Le fort porte le nom du comte Gilbert Pierre Alexandre de Chavagnac (1745-1809), officier de marine qui identifia en 1787 une roche en mer lors de sondages, marquant l’emplacement futur de l’ouvrage. De plan triangulaire avec des angles arrondis, il présente deux étages de feux et pouvait accueillir jusqu’à 60 bouches à feu. Sa cour intérieure est entourée de batteries casematées, et il fut bétonné au XIXe siècle pour s’adapter aux évolutions de l’artillerie.

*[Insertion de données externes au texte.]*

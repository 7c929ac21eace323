use axum::{
    http::StatusCode,
    response::{IntoResponse, Response},
    Json,
};
use serde_json::json;
use transit_booking::{FlowError, SubmissionError};
use transit_catalog::CatalogError;
use transit_core::CoreError;

#[derive(Debug)]
pub enum AppError {
    ValidationError(String),
    NotFoundError(String),
    ConflictError(String),
    /// The booking service failed; the request may be repeated.
    UpstreamError(String),
    UpstreamTimeout(String),
    ServiceUnavailable(String),
}

impl AppError {
    pub fn status(&self) -> StatusCode {
        match self {
            AppError::ValidationError(_) => StatusCode::BAD_REQUEST,
            AppError::NotFoundError(_) => StatusCode::NOT_FOUND,
            AppError::ConflictError(_) => StatusCode::CONFLICT,
            AppError::UpstreamError(_) => StatusCode::BAD_GATEWAY,
            AppError::UpstreamTimeout(_) => StatusCode::GATEWAY_TIMEOUT,
            AppError::ServiceUnavailable(_) => StatusCode::SERVICE_UNAVAILABLE,
        }
    }

    pub fn is_retryable(&self) -> bool {
        matches!(
            self,
            AppError::UpstreamError(_) | AppError::UpstreamTimeout(_) | AppError::ServiceUnavailable(_)
        )
    }
}

impl IntoResponse for AppError {
    fn into_response(self) -> Response {
        let status = self.status();
        let retryable = self.is_retryable();
        if status.is_server_error() {
            tracing::warn!(%status, retryable, "Request failed: {:?}", self);
        }
        let error_message = match self {
            AppError::ValidationError(msg)
            | AppError::NotFoundError(msg)
            | AppError::ConflictError(msg)
            | AppError::UpstreamError(msg)
            | AppError::UpstreamTimeout(msg)
            | AppError::ServiceUnavailable(msg) => msg,
        };

        let body = Json(json!({
            "error": error_message,
            "retryable": retryable,
        }));

        (status, body).into_response()
    }
}

impl From<FlowError> for AppError {
    fn from(err: FlowError) -> Self {
        let msg = err.to_string();
        match err {
            FlowError::Validation(_) => AppError::ValidationError(msg),
            FlowError::UnknownVehicle(_) | FlowError::UnknownStop(_) => AppError::NotFoundError(msg),
            FlowError::WrongStep { .. } | FlowError::NotSubmitting => AppError::ConflictError(msg),
            FlowError::Submission(SubmissionError::InFlight) => AppError::ConflictError(msg),
            FlowError::Submission(SubmissionError::TimedOut(_)) => AppError::UpstreamTimeout(msg),
            FlowError::Submission(SubmissionError::Interrupted) => AppError::UpstreamError(msg),
            FlowError::Submission(SubmissionError::Backend(core)) => core.into(),
            FlowError::Catalog(catalog) => catalog.into(),
        }
    }
}

impl From<CoreError> for AppError {
    fn from(err: CoreError) -> Self {
        let msg = err.to_string();
        match err {
            CoreError::BackendUnavailable(_) => AppError::UpstreamError(msg),
            CoreError::ValidationError(_) | CoreError::Rejected(_) => AppError::ValidationError(msg),
            CoreError::UnknownStop(_) => AppError::NotFoundError(msg),
            CoreError::Catalog(catalog) => catalog.into(),
        }
    }
}

impl From<CatalogError> for AppError {
    fn from(err: CatalogError) -> Self {
        AppError::ServiceUnavailable(err.to_string())
    }
}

La rade de Cherbourg, dont le fort de Chavagnac est un élément constitutif, fut un chantier titanesque débuté en 1783 sous Louis XVI. La digue centrale, longue de 4 km, fut achevée en 1853, tandis que les digues Est et Ouest, incluant plusieurs forts, ne furent terminées qu’en 1895. Ces aménagements visaient à créer un abri sûr pour la flotte française, capable de rivaliser avec les ports anglais. Le fort de Chavagnac, inscrit aux monuments historiques en 2021, illustre l’ingénierie militaire de l’époque et son rôle dans la protection de la côte normande.
Le projet initial de la rade fut marqué par des débats techniques et des interruptions, notamment pendant la Révolution française. Les ingénieurs, comme Louis-Alexandre de Cessart et Joseph Cachin, se succédèrent pour achever les digues et les forts. Napoléon Ier relança les travaux en 1802, et Napoléon III les finalisa, faisant de Cherbourg un port militaire majeur. Le fort de Chavagnac, bien que moins connu que d’autres ouvrages comme celui de l’île Pelée, joue un rôle clé dans la défense de la passe Ouest de la rade.
En 2012, une tentative de vente du fort échoua, et la Direction de l’immobilier de l’État le remit en vente en 2016. Malgré son inscription récente au titre des monuments historiques, son avenir reste incertain, reflétant les défis de préservation des fortifications côtières. Son architecture, typique des forts du XIXe siècle, et son histoire liée à la marine française en font un témoignage important du patrimoine militaire normand.